▸ Exercise instructions
Scan the records for the string "native" and copy every line that holds it.

============

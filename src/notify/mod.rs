//! # Typed notification routing.
//!
//! [`NotificationHub`] keeps one [`WeakSubscriberSet`](crate::WeakSubscriberSet) per
//! [`NotificationType`] and mirrors the set of non-empty types to the native core:
//!
//! ```text
//! subscribe(3, A)  ─► first for 3 ─► native.register_interest(3)
//! subscribe(3, B)  ─► already registered
//! native event 3   ─► on_native_event ─► set[3].notify("onObserve", [Int(3), payload])
//! unsubscribe(3,A) ─► B remains
//! unsubscribe(3,B) ─► set empty ─► native.unregister_interest(3), entry dropped
//! ```

mod hub;

pub use hub::NotificationHub;

use std::fmt;

/// Integer identifier of a notification category.
#[derive(Clone, Copy, Debug, PartialEq, Eq, Hash, PartialOrd, Ord)]
pub struct NotificationType(i32);

impl NotificationType {
    /// Wraps a raw type code.
    #[inline]
    pub const fn new(code: i32) -> Self {
        Self(code)
    }

    /// Returns the raw type code.
    #[inline]
    pub const fn get(self) -> i32 {
        self.0
    }
}

impl From<i32> for NotificationType {
    fn from(code: i32) -> Self {
        Self(code)
    }
}

impl fmt::Display for NotificationType {
    fn fmt(&self, f: &mut fmt::Formatter<'_>) -> fmt::Result {
        write!(f, "{}", self.0)
    }
}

============

▸ Final answer
//! [`NotificationType`] and mirrors the set of non-empty types to the native core:
//! subscribe(3, A)  ─► first for 3 ─► native.register_interest(3)
//! native event 3   ─► on_native_event ─► set[3].notify("onObserve", [Int(3), payload])
//! unsubscribe(3,B) ─► set empty ─► native.unregister_interest(3), entry dropped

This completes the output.